WORK TASK:
Every record must be retyped as it stands.

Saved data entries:
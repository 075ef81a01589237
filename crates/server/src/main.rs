//! ruralcare-sw entry point.
//!
//! Boots the offline worker and exposes its events as MCP tools on the stdio
//! transport. Logging goes to stderr to avoid interfering with the JSON-RPC
//! protocol on stdout.

use std::sync::Arc;

use anyhow::Result;
use rmcp::service::serve_server;
use rmcp::transport::io::stdio;
use ruralcare_core::{AppConfig, CacheDb};
use ruralcare_worker::{HttpOrigin, OriginConfig, Worker};
use tracing_subscriber::EnvFilter;

mod handler;
mod tools;

#[tokio::main]
async fn main() -> Result<()> {
    tracing_subscriber::fmt()
        .with_env_filter(EnvFilter::from_default_env())
        .with_writer(std::io::stderr)
        .json()
        .init();

    let config = AppConfig::load()?;
    tracing::info!(origin = %config.origin, db = %config.db_path.display(), "starting ruralcare-sw on stdio transport");

    let db = CacheDb::open(&config.db_path, config.storage_quota_bytes).await?;
    let origin = Arc::new(HttpOrigin::new(OriginConfig::from(&config))?);
    let worker = Arc::new(Worker::new(&config, db, origin)?);
    if worker.resume().await? {
        tracing::info!(status = ?worker.status(), "worker already installed");
    }

    let handler = handler::WorkerServer::new(worker);
    let transport = stdio();
    let server = serve_server(handler, transport).await?;

    server.waiting().await?;

    Ok(())
}
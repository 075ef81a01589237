//! fetch tool implementation.
//!
//! Delivers a page request to the worker. When the worker does not intercept
//! it (not yet controlling, or not a GET), a GET is forwarded to the origin
//! directly, as the browser would.

use rmcp::{ErrorData as McpError, model::CallToolResult};
use ruralcare_core::{Error, RequestMode, Response};
use ruralcare_worker::{Label, Origin, ResponseSource, Worker, WorkerEvent, WorkerOutcome};
use schemars::JsonSchema;
use serde::{Deserialize, Serialize};

use super::json_result;
use super::lifecycle::unexpected;

/// Parameters for the fetch tool.
#[derive(Debug, Clone, Serialize, Deserialize, JsonSchema)]
pub struct FetchParams {
    /// Absolute URL, or a path relative to the app origin.
    pub url: String,

    /// HTTP method (default: GET). Only GET requests are ever intercepted.
    #[serde(default = "default_method")]
    pub method: String,

    /// Whether this is a top-level document load.
    #[serde(default)]
    pub navigate: bool,
}

fn default_method() -> String {
    "GET".into()
}

/// A response as seen by the page.
#[derive(Debug, Clone, Serialize, Deserialize, JsonSchema)]
pub struct ResponseView {
    pub status: u16,
    pub status_text: String,
    pub headers: Vec<(String, String)>,
    /// Body decoded as UTF-8, lossily.
    pub body: String,
    pub body_bytes: usize,
}

impl From<Response> for ResponseView {
    fn from(response: Response) -> Self {
        let body = response.text();
        let body_bytes = response.body.len();
        Self { status: response.status, status_text: response.status_text, headers: response.headers, body, body_bytes }
    }
}

/// Output from the fetch tool.
#[derive(Debug, Clone, Serialize, Deserialize, JsonSchema)]
pub struct FetchOutput {
    /// Canonical request URL.
    pub url: String,
    /// Whether the worker left the request to the network.
    pub passthrough: bool,
    /// Routing label, when the worker intercepted.
    pub label: Option<Label>,
    /// Where the response came from, when the worker intercepted.
    pub source: Option<ResponseSource>,
    /// Absent for passed-through non-GET requests; the host sends those itself.
    pub response: Option<ResponseView>,
}

/// Implementation of the fetch tool.
pub async fn fetch_impl(worker: &Worker, params: FetchParams) -> Result<CallToolResult, McpError> {
    if params.url.trim().is_empty() {
        return Err(Error::InvalidInput("url cannot be empty".into()).into());
    }

    let mode = if params.navigate { RequestMode::Navigate } else { RequestMode::Subresource };
    let request = worker.request(&params.method, &params.url, mode)?;
    let url = request.url().to_string();

    let output = match worker.dispatch(WorkerEvent::Fetch(request.clone())).await? {
        WorkerOutcome::Served(served) => FetchOutput {
            url,
            passthrough: false,
            label: Some(served.label),
            source: Some(served.source),
            response: Some(served.response.into()),
        },
        WorkerOutcome::Passthrough if request.is_get() => {
            let response = worker.origin().fetch(&request).await?;
            FetchOutput { url, passthrough: true, label: None, source: None, response: Some(response.into()) }
        }
        WorkerOutcome::Passthrough => {
            tracing::debug!(method = request.method(), %url, "left to the host");
            FetchOutput { url, passthrough: true, label: None, source: None, response: None }
        }
        other => return Err(unexpected(&other)),
    };

    json_result(&output)
}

COMPLETED TASK:
repository 075ef81a01589237
filename crates/server/src/main.rs
//! ruralcare-sw entry point.
//!
//! Boots the offline worker and exposes its events as MCP tools on the stdio
//! transport. Logging goes to stderr to avoid interfering with the JSON-RPC
//! protocol on stdout.

use std::sync::Arc;

use anyhow::Result;
use rmcp::service::serve_server;
use rmcp::transport::io::stdio;
use ruralcare_core::{AppConfig, CacheDb};
use ruralcare_worker::{HttpOrigin, OriginConfig, Worker};
use tracing_subscriber::EnvFilter;

mod handler;
mod tools;

#[tokio::main]
async fn main() -> Result<()> {
    tracing_subscriber::fmt()
        .with_env_filter(EnvFilter::from_default_env())
        .with_writer(std::io::stderr)
        .json()
        .init();

    let config = AppConfig::load()?;
    tracing::info!(origin = %config.origin, db = %config.db_path.display(), "starting ruralcare-sw on stdio transport");

    let db = CacheDb::open(&config.db_path, config.storage_quota_bytes).await?;
    let origin = Arc::new(HttpOrigin::new(OriginConfig::from(&config))?);
    let worker = Arc::new(Worker::new(&config, db, origin)?);
    if worker.resume().await? {
        tracing::info!(status = ?worker.status(), "worker already installed");
    }

    let handler = handler::WorkerServer::new(worker);
    let transport = stdio();
    let server = serve_server(handler, transport).await?;

    server.waiting().await?;

    Ok(())
}
repository 075ef81a01589237
//! fetch tool implementation.
//!
//! Delivers a page request to the worker. When the worker does not intercept
//! it (not yet controlling, or not a GET), a GET is forwarded to the origin
//! directly, as the browser would.

use rmcp::{ErrorData as McpError, model::CallToolResult};
use ruralcare_core::{Error, RequestMode, Response};
use ruralcare_worker::{Label, Origin, ResponseSource, Worker, WorkerEvent, WorkerOutcome};
use schemars::JsonSchema;
use serde::{Deserialize, Serialize};

use super::json_result;
use super::lifecycle::unexpected;

/// Parameters for the fetch tool.
#[derive(Debug, Clone, Serialize, Deserialize, JsonSchema)]
pub struct FetchParams {
    /// Absolute URL, or a path relative to the app origin.
    pub url: String,

    /// HTTP method (default: GET). Only GET requests are ever intercepted.
    #[serde(default = "default_method")]
    pub method: String,

    /// Whether this is a top-level document load.
    #[serde(default)]
    pub navigate: bool,
}

fn default_method() -> String {
    "GET".into()
}

/// A response as seen by the page.
#[derive(Debug, Clone, Serialize, Deserialize, JsonSchema)]
pub struct ResponseView {
    pub status: u16,
    pub status_text: String,
    pub headers: Vec<(String, String)>,
    /// Body decoded as UTF-8, lossily.
    pub body: String,
    pub body_bytes: usize,
}

impl From<Response> for ResponseView {
    fn from(response: Response) -> Self {
        let body = response.text();
        let body_bytes = response.body.len();
        Self { status: response.status, status_text: response.status_text, headers: response.headers, body, body_bytes }
    }
}

/// Output from the fetch tool.
#[derive(Debug, Clone, Serialize, Deserialize, JsonSchema)]
pub struct FetchOutput {
    /// Canonical request URL.
    pub url: String,
    /// Whether the worker left the request to the network.
    pub passthrough: bool,
    /// Routing label, when the worker intercepted.
    pub label: Option<Label>,
    /// Where the response came from, when the worker intercepted.
    pub source: Option<ResponseSource>,
    /// Absent for passed-through non-GET requests; the host sends those itself.
    pub response: Option<ResponseView>,
}

/// Implementation of the fetch tool.
pub async fn fetch_impl(worker: &Worker, params: FetchParams) -> Result<CallToolResult, McpError> {
    if params.url.trim().is_empty() {
        return Err(Error::InvalidInput("url cannot be empty".into()).into());
    }

    let mode = if params.navigate { RequestMode::Navigate } else { RequestMode::Subresource };
    let request = worker.request(&params.method, &params.url, mode)?;
    let url = request.url().to_string();

    let output = match worker.dispatch(WorkerEvent::Fetch(request.clone())).await? {
        WorkerOutcome::Served(served) => FetchOutput {
            url,
            passthrough: false,
            label: Some(served.label),
            source: Some(served.source),
            response: Some(served.response.into()),
        },
        WorkerOutcome::Passthrough if request.is_get() => {
            let response = worker.origin().fetch(&request).await?;
            FetchOutput { url, passthrough: true, label: None, source: None, response: Some(response.into()) }
        }
        WorkerOutcome::Passthrough => {
            tracing::debug!(method = request.method(), %url, "left to the host");
            FetchOutput { url, passthrough: true, label: None, source: None, response: None }
        }
        other => return Err(unexpected(&other)),
    };

    json_result(&output)
}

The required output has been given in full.